Dinges, Zoe; Lively, Curt (2022). Asymmetric density-dependent competition does not contribute to the maintenance of sex in a mixed population of sexual and asexual Potamopyrgus antipodarum [Dataset]. Dryad. https://doi.org/10.5061/dryad.5tb2rbp69

Abstract

Asexual reproduction is expected to have a two-fold reproductive advantage over sexual reproduction, owing to the cost of producing males in sexual subpopulations.  The persistence of sexual females thus requires an advantage to sexual reproduction, at least periodically.   Here we tested the hypothesis that asexual females are more sensitive to limited resources.  Under this idea, fluctuations in the availability of resources (per capita) could periodically favor sexual females when resources become limited.  We combined sexual and asexual freshwater snails (Potamopyrgus antipodarum) together in nylon mesh enclosures at three different densities in an outdoor mesocosm.  After one month, we counted the brood size of fertile female snails.  We found that fecundity declined significantly with increasing density.  However, sexual females did not produce more offspring than asexual females at any of the experimental densities.  Our results thus suggest that the cost of sexual reproduction in P. antipodarum is not ameliorated by periods of intense resource competition.

Methods

Natural History

All P. antipodarum snails were collected from Lake Alexandrina, a mesotrophic high-country lake on the South Island of New Zealand.  This lake experiences rapid plant growth in the spring, which corresponds to rapid increase in P. antipodarum populations (Talbot & Ward, 1987).  This growth in snail population size was especially apparent after algal blooms (Talbot & Ward, 1987), suggesting increases in resources correlates with higher brooding.  This pattern has been seen in other species, including the freshwater snail Helisoma trivolvis (Hoverman et al., 2005), and several species of Daphnia (Walls et al., 1991; Wu & Culver, 1994). 

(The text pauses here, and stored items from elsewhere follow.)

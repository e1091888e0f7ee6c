//! Bancor market between two connectors joined by a pool-share token.
//!
//! Buying into a connector with `dR` issues
//!
//!   dS = S0 × ((1 + dR/R0)^F − 1)
//!
//! pool shares, and redeeming `dS` shares from a connector releases
//!
//!   dR = R0 × (1 − (1 − dS/S0)^(1/F))
//!
//! with F = 0.5 for both connectors. Results are truncated toward zero, so a
//! round trip never returns more than was put in.

use serde::{Deserialize, Serialize};
use stakex_core::{Asset, StakexError, Symbol};

pub const CONNECTOR_WEIGHT: f64 = 0.5;

#[derive(Clone, Debug, Serialize, Deserialize, PartialEq)]
pub struct Connector {
    pub balance: Asset,
    pub weight: f64,
}

#[derive(Clone, Copy, Debug, PartialEq, Eq)]
pub enum Side {
    Base,
    Quote,
}

/// One exchange pool. Mutated only through the convert operations.
#[derive(Clone, Debug, Serialize, Deserialize, PartialEq)]
pub struct ExchangeState {
    pub supply: Asset,
    pub base: Connector,
    pub quote: Connector,
}

impl ExchangeState {
    pub fn new(supply: Asset, base: Asset, quote: Asset) -> Self {
        Self {
            supply,
            base: Connector { balance: base, weight: CONNECTOR_WEIGHT },
            quote: Connector { balance: quote, weight: CONNECTOR_WEIGHT },
        }
    }

    /// Pay `payment` into one connector and receive pool shares.
    pub fn convert_to_exchange(&mut self, side: Side, payment: Asset) -> Result<Asset, StakexError> {
        let reserve = match side {
            Side::Base => &mut self.base,
            Side::Quote => &mut self.quote,
        };
        if payment.symbol != reserve.balance.symbol {
            return Err(StakexError::InvalidConversion(format!(
                "{} does not match connector {}",
                payment.symbol, reserve.balance.symbol
            )));
        }
        if payment.amount < 0 {
            return Err(StakexError::InvalidConversion("negative payment".into()));
        }
        if self.supply.amount <= 0 || reserve.balance.amount <= 0 {
            return Err(StakexError::InvalidConversion("market is empty".into()));
        }

        let s0 = self.supply.amount as f64;
        let r0 = reserve.balance.amount as f64;
        let dr = payment.amount as f64;
        let ds = (s0 * ((1.0 + dr / r0).powf(reserve.weight) - 1.0)).max(0.0);
        let issued = ds as i64;

        reserve.balance = reserve.balance.checked_add(payment)?;
        self.supply = self.supply.checked_add(Asset::new(issued, self.supply.symbol))?;
        Ok(Asset::new(issued, self.supply.symbol))
    }

    /// Redeem `tokens` pool shares against one connector.
    pub fn convert_from_exchange(&mut self, side: Side, tokens: Asset) -> Result<Asset, StakexError> {
        let reserve = match side {
            Side::Base => &mut self.base,
            Side::Quote => &mut self.quote,
        };
        if tokens.symbol != self.supply.symbol {
            return Err(StakexError::InvalidConversion(format!(
                "{} is not the pool share {}",
                tokens.symbol, self.supply.symbol
            )));
        }
        if tokens.amount < 0 || tokens.amount >= self.supply.amount {
            return Err(StakexError::InvalidConversion("share amount out of range".into()));
        }
        if reserve.balance.amount <= 0 {
            return Err(StakexError::InvalidConversion("connector is empty".into()));
        }

        let r0 = reserve.balance.amount as f64;
        let s0 = self.supply.amount as f64;
        let ds = -(tokens.amount as f64);
        let dr = (r0 * ((1.0 + ds / s0).powf(1.0 / reserve.weight) - 1.0)).min(0.0);
        let released = (-dr) as i64;

        let remaining = reserve.balance.amount - released;
        if remaining <= 0 {
            return Err(StakexError::InvalidConversion("connector would be drained".into()));
        }
        reserve.balance.amount = remaining;
        self.supply = self.supply.checked_sub(tokens)?;
        Ok(Asset::new(released, reserve.balance.symbol))
    }

    /// Convert between the two connector symbols through the pool share.
    pub fn convert(&mut self, from: Asset, to: Symbol) -> Result<Asset, StakexError> {
        if from.symbol == to {
            return Err(StakexError::InvalidConversion("cannot convert to the same symbol".into()));
        }
        let base = self.base.balance.symbol;
        let quote = self.quote.balance.symbol;
        if from.symbol == base && to == quote {
            let shares = self.convert_to_exchange(Side::Base, from)?;
            self.convert_from_exchange(Side::Quote, shares)
        } else if from.symbol == quote && to == base {
            let shares = self.convert_to_exchange(Side::Quote, from)?;
            self.convert_from_exchange(Side::Base, shares)
        } else {
            Err(StakexError::InvalidConversion(format!("{} to {to}", from.symbol)))
        }
    }
}

/// Output of a plain constant-product swap: `in × out_reserve / (in_reserve + in)`.
pub fn get_bancor_output(in_reserve: i64, out_reserve: i64, input: i64) -> Result<i64, StakexError> {
    if in_reserve < 0 || out_reserve < 0 || input < 0 || in_reserve + input == 0 {
        return Err(StakexError::InvalidConversion("invalid bancor output parameters".into()));
    }
    let out = (input as u128 * out_reserve as u128) / (in_reserve as u128 + input as u128);
    Ok(out as i64)
}

/// Input needed to withdraw `output` from a constant-product pair:
/// `in_reserve × out / (out_reserve − out)`.
pub fn get_bancor_input(out_reserve: i64, in_reserve: i64, output: i64) -> Result<i64, StakexError> {
    if out_reserve <= 0 || in_reserve < 0 || output < 0 || output >= out_reserve {
        return Err(StakexError::InvalidConversion("invalid bancor input parameters".into()));
    }
    let input = (in_reserve as u128 * output as u128) / (out_reserve - output) as u128;
    i64::try_from(input).map_err(|_| StakexError::AmountOverflow)
}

Female snails in Lake Alexandrina reach sexual maturity at about 3mm shell length.  Females are ovoviviparous with the lower oviduct forming a brood pouch (Winterbourn, 1970a).  Asexuals reproduce by apomictic parthenogenesis.  Mated sexual female snails will store sperm (Fretter & Graham, 1962; Wallace, 1992), indicating that male limitation is not an issue for sexually mature females.  In both reproductive modes, offspring are retained within the brood pouch until they reach a ‘crawl-away’ stage (Winterbourn, 1970a; Jokela et al., 1997). 

Collection and Density

In January 2020, a large (N > 10,000), random sample of P. antipodarum was collected near site JMS at Lake Alexandrina, NZ (GPS coordinates: -43°56’12.1” S, 170°27’36.7”E; or see JMS on Figure 3 in Million et al., 2021).  Snails were collected by pushing a kick net through a bed of the macrophyte, Isoetes kirki at a depth of 1.5-3.0m.  We focused on this site at this depth because it contains a large population, with mixtures of sexual and asexual snails (Jokela & Lively, 1995).  In addition to snails, 6 water samples (125 mL each) were collected at sites around Lake Alexandrina to condition the water in the experiment with local microflora and fauna.  This water would also seed the experimental tank with natural algal and diatom propagules, that would contribute to resources available to the snails.  Six days prior to the experimental start, these water samples, and 2.25 mL of dried Spirulina powder were combined and mixed into an 800 L tank of aged tap water in Kaikoura, NZ.  Experimental enclosures were also placed within the tank allow for algal growth on the mesh (Supp. Video 1).  Each enclosure consisted of a 2L plastic bottle with eight cut out holes (four circles approx. 5.5cm in diameter, and four rectangles approx. 12 x 5.5 cm) to ensure water exchange, and a tagged float to keep the enclosures upright (Supp. Fig. 1A).  The bottle and float were sewn into 500µm nylon mesh bags, a mesh size which allows newborn snails to escape. 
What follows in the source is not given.